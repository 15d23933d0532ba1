use std::fs::File;
use std::path::Path;

use serde::Deserialize;

use crate::error::ForecastError;
use crate::ml_model::model::Architecture;

/// Experiment configuration, read from a json file next to the binary.
/// Everything the run needs is in here; nothing is read from ambient
/// globals or environment variables.
#[derive(Debug, Clone, Deserialize)]
pub struct ExperimentConfig {
    pub csv_path: String,
    #[serde(default = "default_artifact_dir")]
    pub artifact_dir: String,
    #[serde(default = "default_time_steps")]
    pub time_steps: usize,
    #[serde(default = "default_future_steps")]
    pub future_steps: usize,
    /// Fraction of the window samples used for training, the rest is the
    /// held-out test split. Samples are split in order, never shuffled.
    #[serde(default = "default_train_split")]
    pub train_split: f32,
    #[serde(default = "default_architectures")]
    pub architectures: Vec<String>,
}

fn default_artifact_dir() -> String {
    "tmp/stock_forecast".to_string()
}

fn default_time_steps() -> usize {
    15
}

fn default_future_steps() -> usize {
    1
}

fn default_train_split() -> f32 {
    0.8
}

fn default_architectures() -> Vec<String> {
    Architecture::ALL
        .iter()
        .map(|architecture| architecture.to_string())
        .collect()
}

impl ExperimentConfig {
    pub fn load(path: impl AsRef<Path>) -> Result<ExperimentConfig, ForecastError> {
        let path = path.as_ref();
        let file = File::open(path).map_err(|source| ForecastError::OpenFile {
            path: path.display().to_string(),
            source,
        })?;
        let config = serde_json::from_reader(file).map_err(|source| ForecastError::Config {
            path: path.display().to_string(),
            source,
        })?;
        Ok(config)
    }

    /// Resolves the configured architecture tags, failing fast on any tag
    /// outside the supported set.
    pub fn architectures(&self) -> Result<Vec<Architecture>, ForecastError> {
        self.architectures
            .iter()
            .map(|tag| tag.parse::<Architecture>())
            .collect()
    }
}

#[cfg(test)]
mod tests {
    use super::*;

    #[test]
    fn defaults_fill_missing_fields() {
        let config: ExperimentConfig =
            serde_json::from_str(r#"{ "csv_path": "data/prices.csv" }"#).unwrap();

        assert_eq!(config.time_steps, 15);
        assert_eq!(config.future_steps, 1);
        assert_eq!(config.train_split, 0.8);
        assert_eq!(config.architectures.len(), 3);
        assert_eq!(config.architectures().unwrap().len(), 3);
    }

    #[test]
    fn unknown_architecture_tag_fails_fast() {
        let config: ExperimentConfig = serde_json::from_str(
            r#"{ "csv_path": "data/prices.csv", "architectures": ["LSTM", "Transformer"] }"#,
        )
        .unwrap();

        let err = config.architectures().unwrap_err();
        match err {
            ForecastError::UnsupportedArchitecture(tag) => assert_eq!(tag, "Transformer"),
            other => panic!("expected UnsupportedArchitecture, got {other:?}"),
        }
    }
}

EXERCISE OBJECTIVE
Check every line of the data, and copy the ones that contain "Result".

ANSWER BOX
    pub fn load(path: impl AsRef<Path>) -> Result<ExperimentConfig, ForecastError> {
    pub fn architectures(&self) -> Result<Vec<Architecture>, ForecastError> {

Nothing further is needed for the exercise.